A filha de Gizéria afirma que o cofre não estaria fechado no momento da ação:
— Eles não chegaram perto do cofre, não perceberam, mas não estava trancado. Não tinha nada de mais ali, de valor, porque hoje em dia é tudo por cartão, Pix. Não sabemos exatamente como foi, se ele chegou a reagir. Acho que morreu defendendo a empresa, que era um sonho de vida para ele, defendendo o que acreditava.

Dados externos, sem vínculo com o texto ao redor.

//! HTTP server setup and configuration.
//!
//! # Responsibilities
//! - Create Axum Router with all handlers
//! - Wire up middleware (request ID, tracing, timeout)
//! - Serve until the shutdown signal fires

use std::time::Duration;

use axum::routing::get;
use axum::Router;
use tokio::net::TcpListener;
use tower::ServiceBuilder;
use tower_http::{timeout::TimeoutLayer, trace::TraceLayer};

use crate::config::ServerConfig;
use crate::http::handlers::{self, AppState};
use crate::http::request::{propagate_request_id, set_request_id};
use crate::lifecycle::Shutdown;

/// HTTP server exposing the drawing surface and route layer.
pub struct HttpServer {
    router: Router,
}

impl HttpServer {
    /// Create a new HTTP server over the given state.
    pub fn new(config: &ServerConfig, state: AppState) -> Self {
        Self {
            router: Self::build_router(config, state),
        }
    }

    /// Build the Axum router with all middleware layers.
    #[allow(deprecated)]
    pub fn build_router(config: &ServerConfig, state: AppState) -> Router {
        Router::new()
            .route("/health", get(handlers::health))
            .route(
                "/features",
                get(handlers::list_features).post(handlers::create_feature),
            )
            .route(
                "/features/{id}",
                axum::routing::put(handlers::update_feature).delete(handlers::delete_feature),
            )
            .route("/route", get(handlers::get_route))
            .route("/map", get(handlers::get_map))
            .with_state(state)
            .layer(
                ServiceBuilder::new()
                    .layer(set_request_id())
                    .layer(TraceLayer::new_for_http())
                    .layer(TimeoutLayer::new(Duration::from_secs(config.request_timeout_secs)))
                    .layer(propagate_request_id()),
            )
    }

    /// Run the server, accepting connections on the given listener.
    pub async fn run(self, listener: TcpListener, shutdown: Shutdown) -> Result<(), std::io::Error> {
        let addr = listener.local_addr()?;
        tracing::info!(address = %addr, "HTTP server starting");

        axum::serve(listener, self.router)
            .with_graceful_shutdown(shutdown.signalled())
            .await?;

        tracing::info!("HTTP server stopped");
        Ok(())
    }

    pub fn router(&self) -> Router {
        self.router.clone()
    }
}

Atingido por dois disparos, Gizéria chegou a ser socorrido, mas morreu a caminho do hospital.
Dupla foi presa
Conforme a polícia, as equipes acessaram as câmeras de segurança da parte externa da empresa e identificaram os dois criminosos responsáveis pela ação. A dupla, dois homens de 26 e 34 anos, foi localizada pouco depois, na motocicleta usada na fuga do local, e presa em flagrante. Eles foram encaminhados ao presídio de Itaqui.
Conforme Martins, em depoimento, o homem que efetuou os disparos confessou participação no caso. O outro suspeito negou envolvimento.
— No entanto, ele foi preso tripulando a motocicleta utilizada para fugir do local e também foram encontradas as roupas utilizadas por ele no momento do crime — afirma o delegado.
O trabalho de captura dos homens foi feito em conjunto entre a Polícia Civil e a Brigada Militar.